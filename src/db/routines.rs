//! # 루틴 템플릿 컬렉션
//!
//! `noteWiseRoutines` key 하나에 템플릿 배열 전체가 저장됩니다.
//! 모든 변경은 "전체 읽기 → 수정 → 전체 쓰기"로 이뤄집니다.
//!
//! 템플릿을 지워도 학생 레코드나 연습 기록은 건드리지 않습니다 (cascade 없음).

use chrono::Utc;
use sqlx::SqlitePool;

use crate::db::storage::{self, ROUTINES_KEY};
use crate::error::AppError;
use crate::models::*;
use crate::validation::MAX_IDEAL_DAILY_MINUTES;

/// 저장된 모든 템플릿을 저장 순서대로 반환합니다.
pub async fn list_routines(pool: &SqlitePool) -> Result<Vec<RoutineTemplate>, AppError> {
    storage::get_item(pool, ROUTINES_KEY, Vec::new()).await
}

pub async fn get_routine(pool: &SqlitePool, id: &str) -> Result<Option<RoutineTemplate>, AppError> {
    let routines = list_routines(pool).await?;
    Ok(routines.into_iter().find(|r| r.id == id))
}

/// 요청의 섹션 입력을 저장용 섹션으로 바꿉니다.
///
/// id가 없는 섹션에는 새 UUIDv7을 발급합니다.
/// 이상 시간은 검증을 통과한 0~1440분 범위입니다.
fn build_sections(inputs: &[PracticeSectionInput]) -> Vec<PracticeSection> {
    inputs
        .iter()
        .map(|input| PracticeSection {
            id: input
                .id
                .clone()
                .filter(|id| !id.trim().is_empty())
                .unwrap_or_else(|| uuid::Uuid::now_v7().to_string()),
            name: input.name.trim().to_string(),
            description: input
                .description
                .as_deref()
                .map(str::trim)
                .filter(|d| !d.is_empty())
                .map(str::to_string),
            ideal_daily_time_minutes: input
                .ideal_daily_time_minutes
                .map(|m| m.clamp(0, MAX_IDEAL_DAILY_MINUTES) as u32),
        })
        .collect()
}

/// 템플릿 값을 채우고 주간 이상 시간을 다시 계산합니다.
fn build_template(id: String, req: &RoutineTemplateRequest) -> RoutineTemplate {
    let mut template = RoutineTemplate {
        id,
        template_name: req.template_name.trim().to_string(),
        sections: build_sections(&req.sections),
        last_modified: Utc::now().to_rfc3339(),
        calculated_ideal_weekly_time: None,
    };
    template.calculated_ideal_weekly_time = Some(template.ideal_weekly_minutes());
    template
}

/// 새 템플릿을 만들어 컬렉션 끝에 추가합니다.
pub async fn create_routine(
    pool: &SqlitePool,
    req: &RoutineTemplateRequest,
) -> Result<RoutineTemplate, AppError> {
    let mut routines = list_routines(pool).await?;

    let template = build_template(uuid::Uuid::now_v7().to_string(), req);
    routines.push(template.clone());
    storage::set_item(pool, ROUTINES_KEY, &routines).await?;

    tracing::info!(routine_id = %template.id, "Created routine template");
    Ok(template)
}

/// 템플릿 전체를 요청 내용으로 교체합니다.
///
/// ## 반환값
/// - `Ok(Some(RoutineTemplate))`: 교체 성공
/// - `Ok(None)`: 해당 ID의 템플릿이 없음
pub async fn update_routine(
    pool: &SqlitePool,
    id: &str,
    req: &RoutineTemplateRequest,
) -> Result<Option<RoutineTemplate>, AppError> {
    let mut routines = list_routines(pool).await?;

    let Some(slot) = routines.iter_mut().find(|r| r.id == id) else {
        return Ok(None);
    };
    *slot = build_template(id.to_string(), req);
    let updated = slot.clone();

    storage::set_item(pool, ROUTINES_KEY, &routines).await?;

    tracing::info!(routine_id = %id, "Updated routine template");
    Ok(Some(updated))
}

/// 템플릿을 삭제합니다. 삭제된 것이 있으면 true.
///
/// 이 템플릿을 배정받은 학생과 그 연습 기록은 그대로 남습니다.
pub async fn delete_routine(pool: &SqlitePool, id: &str) -> Result<bool, AppError> {
    let mut routines = list_routines(pool).await?;
    let before = routines.len();
    routines.retain(|r| r.id != id);

    if routines.len() == before {
        return Ok(false);
    }

    storage::set_item(pool, ROUTINES_KEY, &routines).await?;
    tracing::info!(routine_id = %id, "Deleted routine template");
    Ok(true)
}
use anyhow::Error;
use ratatui::layout::{Constraint, Direction, Layout, Rect};

/// Produce a rectangle centered within `area` that spans the requested
/// percent of the width and height. Used for modal dialogs.
pub(crate) fn centered_rect(percent_x: u16, percent_y: u16, area: Rect) -> Rect {
    let horizontal = Layout::default()
        .direction(Direction::Horizontal)
        .constraints([
            Constraint::Percentage((100 - percent_x) / 2),
            Constraint::Percentage(percent_x),
            Constraint::Percentage((100 - percent_x) / 2),
        ])
        .split(area);

    let vertical = Layout::default()
        .direction(Direction::Vertical)
        .constraints([
            Constraint::Percentage((100 - percent_y) / 2),
            Constraint::Percentage(percent_y),
            Constraint::Percentage((100 - percent_y) / 2),
        ])
        .split(horizontal[1]);

    vertical[1]
}

/// Extract the most relevant error message from a chained error.
pub(crate) fn surface_error(err: &Error) -> String {
    err.chain()
        .last()
        .map(|cause| cause.to_string())
        .unwrap_or_else(|| err.to_string())
}
//! The record store: single source of truth for the roster and the next-id
//! counter. The struct is owned by whichever front end is running and passed
//! by reference wherever it is needed, so there is no process-wide state.
//! The store never touches the filesystem; the CSV codec hands parsed data
//! back through [`Roster::replace_all`] and reads through [`Roster::students`].

use crate::models::Student;

/// Ordered collection of student records plus the id counter for new ones.
///
/// Records keep insertion order until a sort operation reorders them in
/// place. Single-threaded access is assumed throughout.
#[derive(Debug)]
pub struct Roster {
    students: Vec<Student>,
    next_id: i64,
}

impl Default for Roster {
    fn default() -> Self {
        Self::new()
    }
}

impl Roster {
    /// Start with an empty roster. The first added student receives id 1.
    pub fn new() -> Self {
        Self {
            students: Vec::new(),
            next_id: 1,
        }
    }

    /// Append a new record and return the id it was assigned. Ids are
    /// sequential and never reused while the records that consumed them are
    /// still held.
    pub fn add(&mut self, name: &str, grade: f64) -> i64 {
        let id = self.next_id;
        self.next_id += 1;
        self.students.push(Student {
            id,
            name: name.to_string(),
            grade,
        });
        id
    }

    /// Remove the record with the given id, keeping the relative order of
    /// the remaining records. Returns `false` when no record matches, which
    /// callers report as "not found" rather than treating as fatal.
    pub fn remove(&mut self, id: i64) -> bool {
        match self.students.iter().position(|s| s.id == id) {
            Some(idx) => {
                self.students.remove(idx);
                true
            }
            None => false,
        }
    }

    /// Borrowed read-only view of the roster in its current order. Used by
    /// the front ends for display and by the CSV writer for snapshots.
    pub fn students(&self) -> &[Student] {
        &self.students
    }

    /// Number of records currently held.
    pub fn len(&self) -> usize {
        self.students.len()
    }

    /// Whether the roster holds no records.
    pub fn is_empty(&self) -> bool {
        self.students.is_empty()
    }

    /// The id the next `add` call will assign. Exposed so front ends can
    /// show it and tests can assert the counter survives a bulk replace.
    pub fn next_id(&self) -> i64 {
        self.next_id
    }

    /// Reorder the roster by case-insensitive name comparison. The sort is
    /// stable, so names that compare equal keep their prior relative order.
    pub fn sort_by_name(&mut self) {
        self.students.sort_by_key(|s| s.name.to_lowercase());
    }

    /// Reorder the roster by grade, highest first. Equal grades keep their
    /// prior relative order (stable sort); a non-comparable grade such as
    /// NaN is treated as equal rather than panicking.
    pub fn sort_by_grade_desc(&mut self) {
        self.students.sort_by(|a, b| {
            b.grade
                .partial_cmp(&a.grade)
                .unwrap_or(std::cmp::Ordering::Equal)
        });
    }

    /// Arithmetic mean of all grades, or `None` when the roster is empty so
    /// callers can distinguish "no data" from a genuine zero average.
    pub fn average(&self) -> Option<f64> {
        if self.students.is_empty() {
            return None;
        }
        let sum: f64 = self.students.iter().map(|s| s.grade).sum();
        Some(sum / self.students.len() as f64)
    }

    /// Discard the current roster and install a freshly parsed one together
    /// with the id counter to resume from. Used exclusively by bulk load;
    /// anything added since the last save is gone after this call.
    pub fn replace_all(&mut self, students: Vec<Student>, next_id: i64) {
        self.students = students;
        self.next_id = next_id.max(1);
    }
}
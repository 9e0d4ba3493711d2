//! CSV snapshot persistence split across reader and writer halves.
//!
//! The codec never touches the roster directly: the reader hands parsed
//! records back to the caller, which performs the bulk replace, and the
//! writer takes a borrowed slice of the current records. Front ends mediate
//! between the two layers.

mod reader;
mod writer;

pub use reader::{load_students, parse_line, LoadOutcome, ParseError, SkippedLine};
pub use writer::{encode_record, save_students};

/// Fixed persistence path used by both binaries. There are no flags or
/// environment variables; this relative path is the whole process contract.
pub const DEFAULT_DATA_FILE: &str = "data/students.csv";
* * * * * * * * *
Work task: Once you have counted the lines of the records that contain the word "when", give the count and nothing else.

Task response: 2